The words Mens Rea (MR) come from the Latin words meaning ‘Guilty Mind’. This is an element that is needed in nearly all criminal offences, with the exception of strict liability offences, which require only the Actus Reus.
If the defendant intended to commit the guilty act or omission then they shall be found guilty. This is known as Direct intent.
The test for whether the MR is satisfied by direct intent is ‘whether the accused should foresee with virtual certainty the result of their conduct and goes on to act on that conduct’.
When looking to apply direct intent, look at the defendants aim, desire and purpose of committing the act. If the defendant has the aim, desire and purpose then they will have direct intent- R v Maloney
There also times where this does not specifically apply, but these are very rare circumstances. For example, in the case of Re A doctors had to operate on conjoined twins, however operating would kill one of the children, but save the other, otherwise they both would have died. Therefore, if they underwent the surgery, they would have technically committed the AR and MR of murder. They were granted a defence in law, therefore letting them undergo surgery and saving one of the children. However, these are very rare and exceptional circumstances.
Indirect intent or oblique intent is where the defendant still has the degree of certainty that the result will occur because of their actions. However, there are more consequences that he did not directly intent. They will therefore escape no liability for those other results that were not directly intended.
In the case of R v Woolin, a man in a temper threw his new-born child across a room and as a result killed it. The court deemed that the defendant had oblique intent because it was a virtual certainty that if you throw a new-born child across a room, they will be killed, even though there was no direct intent to kill the child.
There has been a lot of scrutiny over the test for recklessness over the last decade regarding what is the level of recklessness that is required to be convicted.
R v Cunningham in the 1950’s was the starting point of recklessness. In this case is took the view of subjectivity. The defendant must have realised that they create a risk and went on to take that risk. The term conscious risk taking was derived from this case.
This was then overruled in the case of R v Caldwell which took a more objective stance. This case was decided that the law should show that if someone created a risk, that was reasonably foreseeable to the reasonable person in their position, and then carried on to take that risk, it could be defined as recklessness. This lowered the standard which was required for recklessness.
More recently in the case of R v G, it overruled the case of Caldwell on the basis that the law must also be designed to protect vulnerable people. In the case of R v G, it was children, but it can also be applied to other vulnerable groups. And it was therefore deemed that it must be a subjective test, meaning that the defendant must realise the risk that they have created, and then go forward to take that risk anyway, would be defined as recklessness, and not one of objectivity.
Some crimes may be satisfied with negligence acting instead of the MR of an offence, for example Gross Negligence Manslaughter. Negligence is said to be the middle ground between Recklessness offences and strict liability offences, and is sometimes used a lot more in other jurisdictions.

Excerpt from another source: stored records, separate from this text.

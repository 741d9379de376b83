//! Ingresso.com now-playing sensor
//!
//! One sensor per config entry polls the listing of its city (or theater)
//! and exposes the movie count as state, with one card per movie in the
//! `data` attribute.

pub mod platform;
pub mod sensor;
pub mod transform;

pub use platform::{IngressoPlatform, SensorStates, STATES_STORAGE_KEY};
pub use sensor::{entity_name, unique_id, IngressoSensor, SensorState};
pub use transform::{DisplayTemplate, Genres, MovieCard, RELEASE_TOKEN};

For someone to be convicted of a negligence crime, there must have been a duty, that duty must have been breached and the defendant must have fallen ‘far below the standard of the reasonable person’.
This reasonable standard was defined in the case authority of R v Adomako. In this case, an anaesthetist failed to follow procedure so much so that he failed to notice that the oxygen pipe had been unattached and the victim was turning blue. The court asked, ‘was the conduct of the defendant so bad that it should amount to a criminal offence’
These are offences that simply require no MR for the defendant to be convicted of the crime. There are not many of these offences, however it is not always clear as to whether an offence is one of strict liability. There is a presumption of MR, however this can sometimes be rebutted.
The first was in understanding whether an offence is one of strict liability is to look at the stature itself. Some statutes use the direct wording ‘this is a strict liability offence’ others will just use words such as intentionally, knowingly or willingly, which would imply MR.
In some cases statute will stay silent on the matter. If so, there the court will presume there is a MR, but will also consider other factors, such as the sentencing of that offence. Generally strict liability crimes are ones which carry less weight and sentence. They will also look at the social context, and see why the law was imposed. This may give them an indication as to whether it should be strict liability.
Generally, strict liability offences are regulatory offences. This means that they are put in place in order to maintain specific conduct. For example driving whilst intoxicated is an offence of strict liability and was out in place to regulate intoxicated drivers. On the other hand, they are very rarely ‘true crimes’ as these are deemed to be more serious and need a MR for someone to be guilty. This was found in the case of Sweet v Parsley– regarding a woman who had no knowledge people were taking illegal substances in the facility she was renting out, and faced tried. It was only on appeal she was successful and acquitted.